I think this particular quote is important. To be transparent, I added this to the wiki and not @ADAlthousePhD as indicated.
Regarding power, I think the paper by Moore explains it better than I can:
Schoenfeld suggested that preliminary hypothesis testing for efficacy could be conducted with a high type I error rate (false positive rate up to 0.25) and that subsequent testing would provide a control over the chances of a false discovery in spite of the initial elevated error rate. He suggested that this approach could ensure that the aims of the pilot study are completed in a timely manner due to the use of a smaller sample size. If such an approach is taken, it is important to remember that a pilot study should not be designed to provide definitive evidence for a treatment effect. It should, on the contrary, be designed to inform the design of a larger more comprehensive study and to provide guidance as to whether the larger study should be conducted.

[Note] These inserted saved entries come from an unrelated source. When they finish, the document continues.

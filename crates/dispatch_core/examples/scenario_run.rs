//! Run a random grid scenario with both strategies and print ride statistics.
//!
//! Run with: cargo run -p dispatch_core --example scenario_run [events.jsonl]
//! Set RUST_LOG=dispatch_core=debug to trace every confirmation.

use std::fs::File;
use std::io::BufWriter;
use std::sync::Arc;

use bevy_ecs::prelude::World;
use dispatch_core::config::{DispatchConfig, StrategyKind};
use dispatch_core::network::{GridNetwork, GridParams};
use dispatch_core::runner::{initialize_simulation, run_until_empty, simulation_schedule};
use dispatch_core::scenario::{build_scenario, random_demand, random_fleet, ScenarioParams};
use dispatch_core::telemetry::EventLog;
use tracing_subscriber::EnvFilter;

const NUM_VEHICLES: usize = 40;
const NUM_PASSENGERS: usize = 400;
const DEMAND_WINDOW_SECS: u64 = 3600;
const SEED: u64 = 123;

fn main() {
    tracing_subscriber::fmt()
        .with_env_filter(
            EnvFilter::try_from_default_env().unwrap_or_else(|_| EnvFilter::new("dispatch_core=info")),
        )
        .init();

    let network = Arc::new(GridNetwork::grid(12, 12, GridParams::default()));
    let vehicles = random_fleet(&network, NUM_VEHICLES, 2 * DEMAND_WINDOW_SECS, SEED);
    let passengers = random_demand(&network, NUM_PASSENGERS, DEMAND_WINDOW_SECS, SEED);
    let jsonl_path = std::env::args().nth(1);

    for strategy in [StrategyKind::RuleBased, StrategyKind::Assignment] {
        let mut world = World::new();
        let params = ScenarioParams::default()
            .with_dispatch(
                DispatchConfig::default()
                    .with_strategy(strategy)
                    .with_confirmation_delay_secs(10)
                    .with_reoptimization_step_secs(15),
            )
            .with_max_search_secs(600);
        if let Err(err) = build_scenario(&mut world, network.clone(), &vehicles, &passengers, params) {
            eprintln!("invalid scenario: {err}");
            std::process::exit(1);
        }

        initialize_simulation(&mut world);
        let mut schedule = simulation_schedule();
        let steps = run_until_empty(&mut world, &mut schedule, 2_000_000);

        let log = world.resource::<EventLog>();
        let records = log.ride_records();
        let completed: Vec<_> = records.values().filter(|r| r.is_completed()).collect();
        let rejected = records.values().filter(|r| r.rejected_at.is_some()).count();
        let mean_secs = |values: Vec<u64>| {
            if values.is_empty() {
                0.0
            } else {
                values.iter().sum::<u64>() as f64 / values.len() as f64 / 1000.0
            }
        };
        let to_schedule = mean_secs(completed.iter().filter_map(|r| r.time_to_schedule()).collect());
        let wait = mean_secs(completed.iter().filter_map(|r| r.wait_time()).collect());
        let ride = mean_secs(completed.iter().filter_map(|r| r.ride_duration()).collect());

        println!(
            "--- {strategy:?}: {NUM_PASSENGERS} passengers, {NUM_VEHICLES} vehicles, seed {SEED} ---"
        );
        println!("Steps executed:        {steps}");
        println!("Events logged:         {}", log.len());
        println!("Completed rides:       {}", completed.len());
        println!("Rejected requests:     {rejected}");
        println!("Mean time to schedule: {to_schedule:.1} s");
        println!("Mean wait for pickup:  {wait:.1} s");
        println!("Mean ride duration:    {ride:.1} s");

        if let Some(path) = &jsonl_path {
            let path = format!("{path}.{strategy:?}").to_lowercase();
            let written = File::create(&path)
                .map_err(serde_json::Error::io)
                .and_then(|file| log.write_json_lines(BufWriter::new(file)));
            match written {
                Ok(()) => println!("Event log written to {path}"),
                Err(err) => eprintln!("failed to write {path}: {err}"),
            }
        }
        println!();
    }
}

My take-away from this is 1) place lower confidence in our results and 2) a pilot study should not be designed to provide definitive evidence. The gist of it being that they are underpowered to provide definitive evidence and should not be taken as such.
Anyway, I think the last point you make about bias is important, but I tend to think that bias and precision are related and both argue against doing inferential hypothesis testing in a pilot study. One of the purposes in my view of doing pilot studies in the first place is to try and identify sources of bias or challenges (for example in the screening/recruitment/enrollment/selection process of participants) which can affect estimates and their confidence intervals. 2-3 outlying observations can be wildly influential in this situation, and lead to a p-value < or > 0.05 and consequently bias future decisions w/regards to future trials.

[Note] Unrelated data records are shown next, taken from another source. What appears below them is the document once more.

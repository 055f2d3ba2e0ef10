//! Path provider abstraction: travel-time and route queries between locations.
//!
//! The dispatch core consumes paths only through [PathProvider]. The reference
//! implementation is the grid road network in [crate::network]; tests use the
//! table-driven provider in `test_helpers`.

use std::sync::Arc;

use bevy_ecs::prelude::Resource;
use serde::{Deserialize, Serialize};

use crate::model::{LinkId, Location, SimTime};

/// A timed path through the road network.
#[derive(Debug, Clone, PartialEq, Serialize, Deserialize)]
pub struct PathData {
    pub departure: SimTime,
    /// Travel time in milliseconds.
    pub travel_time: SimTime,
    /// Generalized cost; equals travel time in seconds for the grid network.
    pub cost: f64,
    /// Links traversed, from the origin link to the destination link inclusive.
    pub links: Vec<LinkId>,
}

impl PathData {
    pub fn arrival(&self) -> SimTime {
        self.departure.saturating_add(self.travel_time)
    }

    /// Same route, departing no earlier than `now`.
    pub fn retimed(&self, now: SimTime) -> PathData {
        PathData {
            departure: self.departure.max(now),
            ..self.clone()
        }
    }
}

/// Trait for road-network backends. Implementations must be deterministic for a
/// fixed network and departure time, and `Send + Sync` so the provider can be
/// shared as an ECS resource.
pub trait PathProvider: Send + Sync {
    /// Shortest path from `from` to `to` departing at `departure`; `None` if unreachable.
    fn path(&self, from: &Location, to: &Location, departure: SimTime) -> Option<PathData>;

    /// One-to-many form. Entry `i` answers the query to `targets[i]`.
    fn paths_from(
        &self,
        from: &Location,
        targets: &[Location],
        departure: SimTime,
    ) -> Vec<Option<PathData>> {
        targets
            .iter()
            .map(|to| self.path(from, to, departure))
            .collect()
    }

    /// Many-to-one form: each origin carries its own departure time.
    fn paths_to(&self, origins: &[(Location, SimTime)], to: &Location) -> Vec<Option<PathData>> {
        origins
            .iter()
            .map(|(from, departure)| self.path(from, to, *departure))
            .collect()
    }
}

/// ECS resource wrapping the shared path provider.
#[derive(Resource, Clone)]
pub struct PathProviderResource(pub Arc<dyn PathProvider>);

#[cfg(test)]
mod tests {
    use super::*;

    #[test]
    fn retiming_only_moves_departure_forward() {
        let path = PathData {
            departure: 5_000,
            travel_time: 3_000,
            cost: 3.0,
            links: vec![LinkId(1), LinkId(2)],
        };
        assert_eq!(path.arrival(), 8_000);
        assert_eq!(path.retimed(4_000).departure, 5_000);
        let later = path.retimed(9_000);
        assert_eq!(later.departure, 9_000);
        assert_eq!(later.arrival(), 12_000);
        assert_eq!(later.links, path.links);
    }
}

My (relatively limited) experience with this is that although I would have liked to present data on outcomes descriptively, journal editors rarely if ever accept this and require some form of outcome-based testing regardless of the CONSORT extension for pilot studies. My pragmatic way of approaching this is to do some tests, report p-values and CIs and then making it abundantly clear that we will not be making decisions for a future trial based on these tests alone but interpret them with care and in light of the literature in general.